Harry J. Gensler characterizes the three senses of being human in his essay entitled “An Appeal for Consistency.” Those three senses of being human are: “rational animal,” “genetic,” and “population-study.” Gensler says it “depends on what is meant by ‘human.’” [94] He describes the various claims and/or theories as to when human life begins:

“(1) at conception;

“(2) when individuality is assured (and the zygote cannot split or fuse with another);

“(3) when the fetus exhibits brain waves;

“(4) when the fetus could live apart;

“(5) at birth; and

“(6) when the being becomes self-conscious and rational.” [94]

Consistency

Gensler says we must decide which sense to use, but that scientific data and our own intuitions cannot help in choosing which sense is the most appropriate one. According to him, one should be consistent in all of his or her arguments and applications in order to justify the selection of criteria, and in order to lend credence to one’s own arguments. I agree with Gensler. All of my above arguments are based on an appeal to consistency without any “convenient exceptions.” Gensler mentions at the end of his article that someone may wish to hear an argument as to why one should be consistent, but, he points out, “in effect” such person is saying that he or she has “a closed mind.” [106] I would describe such a person as being arbitrary and as making a willful decision to be irrational.

CONCLUSION

Life

Certainly, an unborn child is human in nature, growing and developing at every moment, and living. Just think, if scientists found an unborn child just after conception — a “cluster of cells” — on the planet Mars or on Antarctica, the next day world headlines would read: “Scientists Have Found Life on Mars” and our president would be making a special televised address to the nation to announce these “spectacular” findings that scientists have found life. We would then be spending billions of dollars to probe Mars in search of a little water and nutrients because they know, that with a little nourishing, life can flourish. When those were the headlines in the summer of 1997, all that was found was the fossil of a cell on a rock believed to be from Mars — just look at all the fuss that is made. Yet, when certain scientists find the same “glob of tissues” in a woman’s womb which actually contains the full genetic code of a brand new human being, they claim they don’t really know what it is or that “it’s not life.” Can you imagine what the controversy and resulting punishment would be if someone were to destroy the fossil of a cell on the rock believed to be from Mars? This is a sad commentary.

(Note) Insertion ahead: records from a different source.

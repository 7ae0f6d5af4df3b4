//! Light a key yellow while pressed and log the keycode mapped to it

use core::convert::Infallible;

use defmt::*;
use rgbkeypad_core::{Key, KeyContext, KeypadConfig};

use super::{build, drive, Board};

/// HID usage IDs for keys 0-F, in key order
const KEYMAP: [u8; 16] = [
    0x27, // 0
    0x1E, // 1
    0x1F, // 2
    0x20, // 3
    0x21, // 4
    0x22, // 5
    0x23, // 6
    0x24, // 7
    0x25, // 8
    0x26, // 9
    0x04, // A
    0x05, // B
    0x06, // C
    0x07, // D
    0x08, // E
    0x09, // F
];

#[derive(Default)]
struct Stats {
    presses: u32,
}

fn press(key: &mut KeyContext<'_>, stats: &mut Stats) -> Result<(), Infallible> {
    stats.presses += 1;
    let keycode = KEYMAP[key.key().index()];
    info!("Key {} -> keycode {=u8:#x} ({} presses)", key.number(), keycode, stats.presses);
    key.set_led(255, 255, 0);
    Ok(())
}

fn release(key: &mut KeyContext<'_>, _: &mut Stats) -> Result<(), Infallible> {
    key.led_off();
    Ok(())
}

pub async fn run(board: Board, config: KeypadConfig, tick_ms: u32) -> ! {
    let mut keypad = build::<Stats, Infallible>(board, config);
    for key in Key::all() {
        unwrap!(keypad.on_press(key, press));
        unwrap!(keypad.on_release(key, release));
    }

    let mut stats = Stats::default();
    drive(&mut keypad, &mut stats, tick_ms, |_, _, _| {}).await
}
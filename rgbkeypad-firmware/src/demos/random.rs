//! Random colors on every key press
//!
//! Handlers only own their key's LED, so the press handler just flags a
//! recolor and the whole grid is repainted after the tick.

use core::convert::Infallible;

use defmt::*;
use embassy_rp::clocks::RoscRng;
use rand_core::RngCore;

use rgbkeypad_core::led::hsv_to_rgb;
use rgbkeypad_core::{Key, KeyContext, Keypad, KeypadConfig, Rgb};

use super::{build, drive, Board};

struct Shuffle {
    rng: RoscRng,
    pending: bool,
}

/// Fully saturated color with its hue taken from the top 24 bits
fn random_color(word: u32) -> Rgb {
    let hue = (word >> 8) as f32 / (1u32 << 24) as f32;
    hsv_to_rgb(hue, 1.0, 1.0)
}

fn recolor(keypad: &mut Keypad<Board, Shuffle, Infallible>, rng: &mut RoscRng) {
    for key in Key::all() {
        keypad.led(key).set_rgb(random_color(rng.next_u32()));
    }
}

fn press(key: &mut KeyContext<'_>, shuffle: &mut Shuffle) -> Result<(), Infallible> {
    debug!("Pressed {}", key.number());
    shuffle.pending = true;
    Ok(())
}

pub async fn run(board: Board, config: KeypadConfig, tick_ms: u32) -> ! {
    let mut keypad = build::<Shuffle, Infallible>(board, config);
    for key in Key::all() {
        unwrap!(keypad.on_press(key, press));
    }

    let mut shuffle = Shuffle {
        rng: RoscRng,
        pending: false,
    };
    recolor(&mut keypad, &mut shuffle.rng);

    drive(&mut keypad, &mut shuffle, tick_ms, |keypad, shuffle, _| {
        if shuffle.pending {
            shuffle.pending = false;
            recolor(keypad, &mut shuffle.rng);
        }
    })
    .await
}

The right of the unborn child not to be unjustly killed

An unborn child should be assigned the same rights as any person because an unborn child is human, is alive, is growing and developing, and is undeniably at the very least a living human being, with the full genetic code establishing whether he or she is a boy or a girl. Also, unborn children are capable of having rights and are capable of having their rights protected. Any uncertainty should err on the side of caution with regard to protecting a human life because the risk that one may unjustly kill a human being would result in too great of a harm. In addition, it is an indisputable fact that an unborn child is a living human being since no human “fetus” has ever been known to develop into a dolphin, a rabbit, or a carrot. Therefore, every unborn child should be treated as a person, and granted the universal human fundamental right not to be unjustly killed. Finally, self-defense as against an innocent aggressor is justifiable when one’s life is in danger; thus, an unborn child may only be justly killed in order to save the life of the mother.